We met Dr. K on Monday and chemo will begin next Monday morning.  Dr. K is all kinds of awesomeness and made mom feel pretty good that she's got a basic form of ovarian cancer that lots of women have, and therefore, there should be no surprises.  Of course, every single person in this world is different in how they respond to chemo, so let's just leave it at that.

Thursday morning was a very quick wig appointment.  She started off by saying that she wanted a wig that looked just like her hair (a la Samantha in SATC, remember that one?).  And in the end, she picked hair that was lighter, with some fun highlights, and a big longer.  They can style it once they order it.  But I wonder how much she'll actually wear it.  I know she'll be self-conscious, thinking everyone will know it's not her real hair.  We'll have to stock up on hats as well.

And then finally, she had her port put in.  I don't know why the doctor called it a quick procedure when it took 2 hours and required mom to be put under and then not shower for two days.  That's so weird.  To me, quick is like 20 minutes, and no scar.  But I guess overall, this will make the chemo a much smoother process.  We can only hope.
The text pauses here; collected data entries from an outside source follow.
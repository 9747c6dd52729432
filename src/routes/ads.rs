use actix_multipart::form::MultipartForm;
use actix_web::http::StatusCode;
use actix_web::{HttpResponse, Responder, get, post, web};
use serde::Deserialize;
use tera::{Context, Tera};

use crate::assets::FsAssetStore;
use crate::forms::ads::{SubmitAdForm, SubmitAdFormError};
use crate::repository::{AdSortOrder, DieselRepository};
use crate::routes::{message_page, render_template};
use crate::services::ServiceError;
use crate::services::ads::submit_ad as submit_ad_service;
use crate::services::listing::{CategoryGroup, search_by_city, show_board};

#[derive(Deserialize)]
struct SearchQueryParams {
    city: Option<String>,
}

fn board_page(
    tera: &Tera,
    groups: Vec<CategoryGroup>,
    show_category: bool,
) -> HttpResponse {
    let mut context = Context::new();
    context.insert("groups", &groups);
    context.insert("show_category", &show_category);
    render_template(tera, "index.html", &context)
}

#[get("/")]
pub async fn index(repo: web::Data<DieselRepository>, tera: web::Data<Tera>) -> impl Responder {
    match show_board(AdSortOrder::NewestFirst, repo.get_ref()) {
        Ok(groups) => board_page(&tera, groups, false),
        Err(e) => {
            log::error!("Failed to render the board: {e}");
            message_page(&tera, StatusCode::INTERNAL_SERVER_ERROR, "Failed to load ads")
        }
    }
}

#[get("/ads")]
pub async fn all_ads(repo: web::Data<DieselRepository>, tera: web::Data<Tera>) -> impl Responder {
    match show_board(AdSortOrder::OldestFirst, repo.get_ref()) {
        Ok(groups) => board_page(&tera, groups, true),
        Err(e) => {
            log::error!("Failed to render the board: {e}");
            message_page(&tera, StatusCode::INTERNAL_SERVER_ERROR, "Failed to load ads")
        }
    }
}

#[get("/search")]
pub async fn search(
    params: web::Query<SearchQueryParams>,
    repo: web::Data<DieselRepository>,
    tera: web::Data<Tera>,
) -> impl Responder {
    match search_by_city(params.city.as_deref(), repo.get_ref()) {
        Ok(result) => {
            let mut context = Context::new();
            context.insert("query", &result.query);
            context.insert("ads", &result.ads);
            render_template(&tera, "search.html", &context)
        }
        Err(ServiceError::BadRequest(message)) => {
            message_page(&tera, StatusCode::BAD_REQUEST, &message)
        }
        Err(e) => {
            log::error!("Failed to search ads: {e}");
            message_page(&tera, StatusCode::INTERNAL_SERVER_ERROR, "Search failed")
        }
    }
}

#[post("/submit")]
pub async fn submit(
    MultipartForm(form): MultipartForm<SubmitAdForm>,
    repo: web::Data<DieselRepository>,
    assets: web::Data<FsAssetStore>,
    tera: web::Data<Tera>,
) -> impl Responder {
    let submission = match form.into_submission() {
        Ok(submission) => submission,
        Err(SubmitAdFormError::Upload(e)) => {
            return message_page(
                &tera,
                StatusCode::BAD_REQUEST,
                &format!("Upload Error: {e}"),
            );
        }
        Err(e) => {
            return message_page(&tera, StatusCode::BAD_REQUEST, &format!("Invalid input: {e}"));
        }
    };

    match submit_ad_service(
        submission.payload,
        submission.image,
        repo.get_ref(),
        assets.get_ref(),
    ) {
        Ok(_) => message_page(&tera, StatusCode::OK, "Ad submitted successfully!"),
        // The original responded 200 to a quota rejection; preserved.
        Err(ServiceError::QuotaExceeded) => message_page(
            &tera,
            StatusCode::OK,
            &ServiceError::QuotaExceeded.to_string(),
        ),
        Err(e) => {
            log::error!("Failed to submit ad: {e}");
            message_page(&tera, StatusCode::INTERNAL_SERVER_ERROR, "Internal error")
        }
    }
}
use actix_web::HttpResponse;
use actix_web::http::StatusCode;
use tera::{Context, Tera};

pub mod ads;

pub fn render_template(tera: &Tera, template: &str, context: &Context) -> HttpResponse {
    HttpResponse::Ok().body(tera.render(template, context).unwrap_or_else(|e| {
        log::error!("Failed to render template '{template}': {e}");
        String::new()
    }))
}

/// Render the message page: a heading plus a link back to the board.
pub fn message_page(tera: &Tera, status: StatusCode, message: &str) -> HttpResponse {
    let mut context = Context::new();
    context.insert("message", message);

    HttpResponse::build(status).body(tera.render("message.html", &context).unwrap_or_else(|e| {
        log::error!("Failed to render template 'message.html': {e}");
        String::new()
    }))
}
//! Listener identifier type.

use std::fmt;

/// Identifies a registered change listener.
///
/// Handed out by `BTree::add_listener` and used to unregister later.
/// Ids are never reused within one tree.
///
/// # Example
/// ```
/// use interchangedb_index::ListenerId;
///
/// let id = ListenerId::new(5);
/// assert_eq!(id.0, 5);
/// ```
#[derive(Debug, Clone, Copy, PartialEq, Eq, Hash, PartialOrd, Ord)]
pub struct ListenerId(pub u64);

impl ListenerId {
    /// Create a new ListenerId.
    #[inline]
    pub fn new(id: u64) -> Self {
        ListenerId(id)
    }

    /// The id that follows this one.
    #[inline]
    pub(crate) fn next(self) -> Self {
        ListenerId(self.0 + 1)
    }
}

impl fmt::Display for ListenerId {
    fn fmt(&self, f: &mut fmt::Formatter<'_>) -> fmt::Result {
        write!(f, "Listener({})", self.0)
    }
}
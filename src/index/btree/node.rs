//! Node - a fixed-capacity run of keys plus child subtrees.
//!
//! A [`Node`] only knows how to store and shift things. Every decision that
//! needs a key comparison lives in the tree.
//!
//! # Layout
//! ```text
//!            keys:     [ k0 | k1 | k2 ]
//!            children: [c0 | c1 | c2 | c3]
//!
//!   c0 < k0 <= c1 <= k1 <= c2 <= k2 <= c3
//! ```
//! Leaves have no children. Internal nodes always have `keys + 1` children.

/// A node in the B-tree.
///
/// Capacity is reserved up front for `2T - 1` keys and, if internal, `2T`
/// children, so inserting into a non-full node never reallocates.
#[derive(Debug, Clone)]
pub struct Node<K> {
    /// Sorted keys.
    keys: Vec<K>,

    /// Owned subtrees. Empty for leaves.
    children: Vec<Node<K>>,

    /// Fixed at construction.
    is_leaf: bool,
}

impl<K> Node<K> {
    /// Create an empty node with room for a full complement of keys.
    pub(crate) fn new(is_leaf: bool, min_degree: usize) -> Self {
        let children = if is_leaf {
            Vec::new()
        } else {
            Vec::with_capacity(2 * min_degree)
        };

        Self {
            keys: Vec::with_capacity(2 * min_degree - 1),
            children,
            is_leaf,
        }
    }

    // ========================================================================
    // Read-only accessors
    // ========================================================================

    /// The keys stored in this node, ascending.
    #[inline]
    pub fn keys(&self) -> &[K] {
        &self.keys
    }

    /// The child subtrees. Empty for a leaf.
    #[inline]
    pub fn children(&self) -> &[Node<K>] {
        &self.children
    }

    #[inline]
    pub fn is_leaf(&self) -> bool {
        self.is_leaf
    }

    /// Number of keys in this node (not the subtree).
    #[inline]
    pub fn len(&self) -> usize {
        self.keys.len()
    }

    #[inline]
    pub fn is_empty(&self) -> bool {
        self.keys.is_empty()
    }

    /// Distance from this node down to its leaves.
    ///
    /// All leaves sit at the same depth, so the leftmost spine is enough.
    pub fn height(&self) -> usize {
        let mut height = 0;
        let mut node = self;
        while let Some(first) = node.children.first() {
            node = first;
            height += 1;
        }
        height
    }

    // ========================================================================
    // Storage mechanics (used by the tree)
    // ========================================================================

    /// Whether the node holds `2T - 1` keys.
    #[inline]
    pub(crate) fn is_full(&self, min_degree: usize) -> bool {
        self.keys.len() == 2 * min_degree - 1
    }

    #[inline]
    pub(crate) fn child_mut(&mut self, index: usize) -> &mut Node<K> {
        &mut self.children[index]
    }

    /// Place `key` at `index`, shifting everything above it right by one.
    #[inline]
    pub(crate) fn insert_key(&mut self, index: usize, key: K) {
        self.keys.insert(index, key);
    }

    /// Place `child` at `index`, shifting later children right by one.
    #[inline]
    pub(crate) fn insert_child(&mut self, index: usize, child: Node<K>) {
        debug_assert!(!self.is_leaf, "leaf nodes have no children");
        self.children.insert(index, child);
    }

    /// Move the upper half of a full node into a new sibling.
    ///
    /// Keys `T..2T-1` (and children `T..2T` if internal) go to the sibling,
    /// the median key at `T - 1` is returned for the parent, and `self`
    /// keeps the lower `T - 1` keys.
    ///
    /// # Panics
    /// Panics if the node is not full.
    pub(crate) fn split_upper(&mut self, min_degree: usize) -> (K, Node<K>) {
        assert!(self.is_full(min_degree), "only a full node can be split");

        let mut sibling = Node::new(self.is_leaf, min_degree);
        sibling.keys.extend(self.keys.drain(min_degree..));
        if !self.is_leaf {
            sibling.children.extend(self.children.drain(min_degree..));
        }

        let median = self.keys.remove(min_degree - 1);
        (median, sibling)
    }

    /// Replace `self` with a fresh internal node whose only child is the old
    /// `self`. This is how the root grows a level.
    pub(crate) fn push_down(&mut self, min_degree: usize) {
        let old = std::mem::replace(self, Node::new(false, min_degree));
        self.children.push(old);
    }
}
Mom wants to have both christmas eve and day at the house.  She wants to cook some stuff, not everything.  Mind you, this will be just 5 days after her first chemo.  I just don't want her to get overwhelmed or feel miserable while she preparing stuff.  Again, we'll take it slow.  I can always make the shrimp.





Wednesday, December 7, 2011

Slowly starting to settle in

I actually thought I was doing pretty well in trying not to bottle all of this up, but I guess even then, nothing can stop that one moment where you just feel sad and you need to cry.  I don't know what I am, I don't think I'm an optimist, not a pessimist, maybe a realist, but I constantly think about this fantasy world where everything is okay.  Mum has started up a journal to keep people updated, and maybe that's what I need to do as well.  Not for other people, but for me.  Because I think it's always been easier for me to vocalize my thoughts through words.  It got me through college and grad school, didn't it?  And I do miss looking back on the moments I decided to capture and laughing because of how stupid I was.  
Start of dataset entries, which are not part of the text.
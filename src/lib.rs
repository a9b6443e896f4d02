//! InterchangeDB index - an in-memory B-tree with proactive node splitting.
//!
//! # Architecture
//! ```text
//! ┌─────────────────────────────────────────────────────────────────┐
//! │                      interchangedb-index                        │
//! ├─────────────────────────────────────────────────────────────────┤
//! │  ┌─────────────────────────────────────────────────────────┐   │
//! │  │          SharedBTree (index/btree/shared.rs)             │   │
//! │  │        RwLock: one writer, many concurrent readers       │   │
//! │  └─────────────────────────────────────────────────────────┘   │
//! │                              ↓                                  │
//! │  ┌─────────────────────────────────────────────────────────┐   │
//! │  │              BTree (index/btree/tree.rs)                 │   │
//! │  │   insert (split before descent) │ search │ iter          │   │
//! │  │   ┌───────────────┐  ┌───────────────┐  ┌────────────┐  │   │
//! │  │   │  listeners    │  │  BTreeStats   │  │  validate  │  │   │
//! │  │   └───────────────┘  └───────────────┘  └────────────┘  │   │
//! │  └─────────────────────────────────────────────────────────┘   │
//! │                              ↓                                  │
//! │  ┌─────────────────────────────────────────────────────────┐   │
//! │  │              Node (index/btree/node.rs)                  │   │
//! │  │     keys: ≤ 2T-1, children: keys+1 (internal) or 0       │   │
//! │  └─────────────────────────────────────────────────────────┘   │
//! └─────────────────────────────────────────────────────────────────┘
//! ```
//!
//! # Modules
//! - [`common`] - Shared primitives (config, Error, ListenerId)
//! - [`index`] - Index structures (B-tree)
//!
//! # Quick Start
//! ```
//! use interchangedb_index::{BTree, BTreeConfig, NotifyMode, TreeChange};
//!
//! let config = BTreeConfig::new(2).with_notify_mode(NotifyMode::Batched);
//! let mut tree = BTree::with_config(config);
//!
//! tree.add_listener(|tree: &BTree<u32>, change: &TreeChange| {
//!     if let TreeChange::Inserted { root_split: true, .. } = change {
//!         println!("tree grew to height {}", tree.height());
//!     }
//! });
//!
//! for k in [10, 20, 5, 6, 12, 30, 7, 17] {
//!     tree.insert(k);
//! }
//!
//! assert_eq!(tree.search(&12), Some(&12));
//! let keys: Vec<u32> = tree.iter().copied().collect();
//! assert!(keys.windows(2).all(|w| w[0] <= w[1]));
//! ```

pub mod common;
pub mod index;

// Re-export commonly used items at crate root for convenience
pub use common::config::{
    BTreeConfig, NotifyMode, DEFAULT_MIN_DEGREE, MAX_MIN_DEGREE, MIN_MIN_DEGREE,
};
pub use common::{Error, ListenerId, Result};

pub use index::btree::{
    BTree, BTreeStats, Iter, Node, SharedBTree, StatsSnapshot, TreeChange, TreeListener,
};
Every little bit of me was confident that this was all just a blip in the road, that it wouldn't make any sense that there was cancer so therefore there should be no cancer.  And so maybe I was being cautiously optimistic by not looking too far into the future (even though we did, secretly, want to look into the future so that we could start planning) because I didn't want to jinx it.  I doubt cancer hides around the corner until you forget about it only to jump out and scare the shit out of you at the most opportune time.  But for two whole weeks, we were led to believe that there was a strong chance that it wasn't cancer.  And then I felt bad for thinking yes, hopefully it's a 90% chance that it's not, but I kept hanging on the 10% to the point that it started to consume me.  And then when the surgery went for so long, I kept thinking oh god, maybe it's just taking longer, sometimes that happens.  

Anyway, enough about that.  The reason I guess I'm feeling the weight of all of this now is because we got a stage.  And it wasn't stage 2, it was stage 3c.  Not even just 3 but 3c.  And maybe it doesn't matter if it's a or b or c but if it didn't, why would they even use it?  It's not 4.  Well, jeez, she wasn't even showing symptoms, let's hope it isn't a 4.  Christ.  I know she's being strong for me, and I guess I'm being strong for her, but I think on the inside, she's scared shitless, and so maybe I am too because I don't know what's going to happen next.  Like she wants to celebrate her birthday with a party and she wants balloons.  And my sister said oh whatever, she won't realize there aren't balloons when she gets there.  But she wouldn't mention them if she didn't want them, and what if ... what if, you know?  She's got cancer, am I really going to deny her balloons when she asks for them?  Really?  

So here begins my journal about my mom's adventure on the road to recovering from ovarian cancer.  Stage IIIc.